### Data listing

⟨

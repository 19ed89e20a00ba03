use std::collections::BTreeMap;

use serde::{Deserialize, Serialize};
use sqlx::FromRow;
use utoipa::ToSchema;
use uuid::Uuid;

/// A judge's evaluation of one project: raw per-criterion values plus the
/// derived weighted total. One row per (judge, project).
#[derive(Debug, Clone, Serialize, Deserialize, FromRow, ToSchema)]
#[serde(rename_all = "camelCase")]
pub struct Score {
    pub score_id: Uuid,
    pub judge_id: Uuid,
    pub project_id: Uuid,
    #[schema(value_type = Object)]
    pub score_data: sqlx::types::Json<BTreeMap<String, f64>>,
    pub total_score: f64,
    pub created_at: chrono::DateTime<chrono::Utc>,
    pub updated_at: chrono::DateTime<chrono::Utc>,
}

⟩

### What is required
Type out the records again exactly, line for line.

### Answer below
repository 19ed89e20a00ba03
use std::collections::BTreeMap;

use serde::{Deserialize, Serialize};
use sqlx::FromRow;
use utoipa::ToSchema;
use uuid::Uuid;

/// A judge's evaluation of one project: raw per-criterion values plus the
/// derived weighted total. One row per (judge, project).
#[derive(Debug, Clone, Serialize, Deserialize, FromRow, ToSchema)]
#[serde(rename_all = "camelCase")]
pub struct Score {
    pub score_id: Uuid,
    pub judge_id: Uuid,
    pub project_id: Uuid,
    #[schema(value_type = Object)]
    pub score_data: sqlx::types::Json<BTreeMap<String, f64>>,
    pub total_score: f64,
    pub created_at: chrono::DateTime<chrono::Utc>,
    pub updated_at: chrono::DateTime<chrono::Utc>,
}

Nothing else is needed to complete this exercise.